Ma chi ragiona così ottiene il risultato opposto a quello che si ripropone. Io ho espresso qualche perplessità sul carattere 'creativo' della sentenza che, intervenendo sul caso di Dj Fabo, depenalizzava l’intervento di Cappato, subordinandolo a quattro presupposti. Li ricordiamo: il valido consenso del paziente; la sofferenza da lui ritenuta intollerabile; una prognosi infausta irreversibile, e infine la dipendenza da supporti vitali. Come si vede, invece, non legiferando si apre la strada a una deriva che, con l’intervento del giudice caso per caso, arriva inevitabilmente a un progressivo ampliamento dei casi consentiti.

Ma si sostiene che è proprio la sentenza della Corte ad aver aperto la strada a casi come quello, ultimo, della signora Elena.

Ma questo è un caso che si colloca al di fuori del sistema previsto dalla Consulta con quella sentenza, ed è stato reso possibile dall’assenza di una legge che purtroppo non è arrivata, perché si è partiti troppo tardi per rispondere alla richiesta della Corte. Quale manca dei quattro criteri? Manca il quarto, la dipendenza da un intervento medico-sanitario che la tenga in vita, come hanno confermato le ultime dichiarazioni rese dalla signora Elena. Così però si apre la strada alla liberalizzazione del suicidio assistito, che si sarebbe potuta impedire, e si può ancora impedire, attraverso l’approvazione di una norma, che partendo dalla impostazione data dalla Corte disciplini bene i singoli casi, evitando che si proceda per provocazioni, caso per caso.

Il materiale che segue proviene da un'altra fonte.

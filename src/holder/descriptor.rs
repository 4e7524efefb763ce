//! Static per-holder metadata and the lookups built on it

use std::collections::HashMap;

use indexmap::IndexMap;
use tracing::info;
use url::Url;

use crate::config::DEFAULT_PATH_COMPONENTS;
use crate::holder::types::HolderType;

const SCHEMES: [&str; 2] = ["https://", "http://"];

/// Describes how a holder recognizes the repositories it serves.
///
/// Built once when the holder is registered and never changed afterwards.
#[derive(Debug, Clone, PartialEq)]
pub struct HolderDescriptor {
    holder_type: HolderType,
    /// Well-known domain usable by everyone (`github.com`); self-hosted-only
    /// holders such as Mercurial have none
    default_hostname: Option<String>,
    /// URL prefix -> holder, checked in insertion order
    known_url_prefixes: IndexMap<String, HolderType>,
    /// Bare project name -> holder
    known_names: HashMap<String, HolderType>,
    /// Path segments that make up a project (`owner/name` = 2, hg.nginx.org/nginx = 1)
    path_components: usize,
    /// Used when nothing else claims a repo
    default_holder: bool,
}

impl HolderDescriptor {
    pub fn new(holder_type: HolderType) -> Self {
        Self {
            holder_type,
            default_hostname: None,
            known_url_prefixes: IndexMap::new(),
            known_names: HashMap::new(),
            path_components: DEFAULT_PATH_COMPONENTS,
            default_holder: false,
        }
    }

    pub fn with_default_hostname(mut self, hostname: &str) -> Self {
        self.default_hostname = Some(hostname.to_string());
        self
    }

    pub fn with_known_url(mut self, prefix: &str, holder_type: HolderType) -> Self {
        self.known_url_prefixes.insert(prefix.to_string(), holder_type);
        self
    }

    pub fn with_known_name(mut self, name: &str, holder_type: HolderType) -> Self {
        self.known_names.insert(name.to_string(), holder_type);
        self
    }

    /// Zero is treated as one
    pub fn with_path_components(mut self, count: usize) -> Self {
        self.path_components = count.max(1);
        self
    }

    pub fn as_default_holder(mut self) -> Self {
        self.default_holder = true;
        self
    }

    pub fn holder_type(&self) -> HolderType {
        self.holder_type
    }

    pub fn default_hostname(&self) -> Option<&str> {
        self.default_hostname.as_deref()
    }

    pub fn path_components(&self) -> usize {
        self.path_components
    }

    pub fn is_default_holder(&self) -> bool {
        self.default_holder
    }

    /// Decide which holder owns `repo` according to this descriptor's tables.
    ///
    /// URLs (`http://`, `https://`) are matched against the known URL
    /// prefixes, first match wins. Anything else is looked up as an exact
    /// known name, then as a scheme-less URL whose host part equals a known
    /// prefix (`github.com/foo/bar`).
    pub fn classify(&self, repo: &str) -> Option<HolderType> {
        if has_scheme(repo) {
            let (prefix, holder_type) = self.known_url_prefixes.iter().find(|(prefix, _)| {
                repo.starts_with(prefix.as_str())
                    || SCHEMES
                        .iter()
                        .any(|scheme| repo.starts_with(&format!("{}{}", scheme, prefix)))
            })?;
            info!("{} Starts with {}", repo, prefix);
            return Some(*holder_type);
        }

        if let Some(holder_type) = self.known_names.get(repo) {
            info!("Selecting known repo {}", repo);
            return Some(*holder_type);
        }

        let (prefix, holder_type) = self
            .known_url_prefixes
            .iter()
            .find(|(prefix, _)| starts_with_host(repo, prefix))?;
        info!("{} Starts with {}", repo, prefix);
        Some(*holder_type)
    }

    /// Returns the default hostname if `repo` is a URL on it
    pub fn matching_hostname(&self, repo: &str) -> Option<&str> {
        let hostname = self.default_hostname.as_deref()?;
        SCHEMES
            .iter()
            .any(|scheme| repo.starts_with(&format!("{}{}", scheme, hostname)))
            .then_some(hostname)
    }

    /// Extract the project identity (`owner/name`) from a repo identifier.
    ///
    /// URLs, with or without scheme, keep their first `path_components`
    /// path segments, minus a trailing `.git`. Bare names are returned as-is
    /// when they already have exactly that many segments.
    pub fn project_path(&self, repo: &str) -> Option<String> {
        let url = if has_scheme(repo) {
            Url::parse(repo).ok()?
        } else if looks_like_host(repo) {
            Url::parse(&format!("https://{}", repo)).ok()?
        } else {
            let segments: Vec<&str> = repo.split('/').filter(|s| !s.is_empty()).collect();
            return (segments.len() == self.path_components).then(|| segments.join("/"));
        };

        let segments: Vec<&str> = url
            .path_segments()?
            .filter(|s| !s.is_empty())
            .take(self.path_components)
            .collect();
        if segments.len() < self.path_components {
            return None;
        }

        let path = segments.join("/");
        Some(path.strip_suffix(".git").map(str::to_string).unwrap_or(path))
    }
}

fn has_scheme(repo: &str) -> bool {
    SCHEMES.iter().any(|scheme| repo.starts_with(scheme))
}

/// `repo` starts with `prefix` followed by a path or nothing at all
fn starts_with_host(repo: &str, prefix: &str) -> bool {
    match repo.strip_prefix(prefix) {
        Some(rest) => rest.is_empty() || rest.starts_with('/') || prefix.ends_with('/'),
        None => false,
    }
}

/// `example.com/...`: the first segment has a dot, so it is a hostname
fn looks_like_host(repo: &str) -> bool {
    repo.split('/')
        .next()
        .is_some_and(|first| first.contains('.'))
}
use indexmap::IndexMap;
use serde::Deserialize;

// =============================================================================
// Holder-related constants
// =============================================================================

/// Number of URL path segments that make up a project (`owner/name`)
pub const DEFAULT_PATH_COMPONENTS: usize = 2;

/// Per-holder version selection settings
///
/// ```json
/// { "allowPrerelease": false, "major": "3", "branches": { "3": "^3\\.0\\." } }
/// ```
#[derive(Debug, Clone, Deserialize, Default, PartialEq)]
#[serde(default, rename_all = "camelCase")]
pub struct HolderConfig {
    /// Accept pre-release and dev versions
    pub allow_prerelease: bool,
    /// Restrict accepted versions to this major or branch label
    pub major: Option<String>,
    /// Regex per major label, overriding the `"<major>."` substring test
    pub branches: IndexMap<String, String>,
}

Si punta ad ottenere un passo alla volta quello che non è stato possibile ottenere tramite referendum.

La Corte Costituzionale nel dichiarare inammissibile il quesito radicale sul fine vita ha ribadito il principio che su temi così delicati, che riguardano il diritto alla vita e a una morte dignitosa, lo strumento del referendum abrogativo è inadeguato, e occorre un pronunciamento legislativo di tipo tradizionale. Ma il Parlamento non ha colto nemmeno stavolta questo invito.

La Camera si è pronunciata.

Ma non basta e la legislatura volge al termine. Un tardivo intervento del Senato tenderei ad escluderlo, non mi pare che siamo nell’ambito di quegli interventi urgenti che sono ipotizzabili anche a Camere sciolte. Per cui è un’occasione mancata, c’è solo da sperare che in virtù di una nuova consapevolezza provveda il prossimo Parlamento.

Lei parla di provocazione consapevole. Alla fine vede anche l’intento di inserirsi con una propaganda indiretta in questa campagna elettorale?

Non me la sento di affermarlo, ma a giudicare dagli effetti causati da questo atto provocatorio questo effetto può essere in in re ipsa, al di là del fatto se sia stato voluto o meno.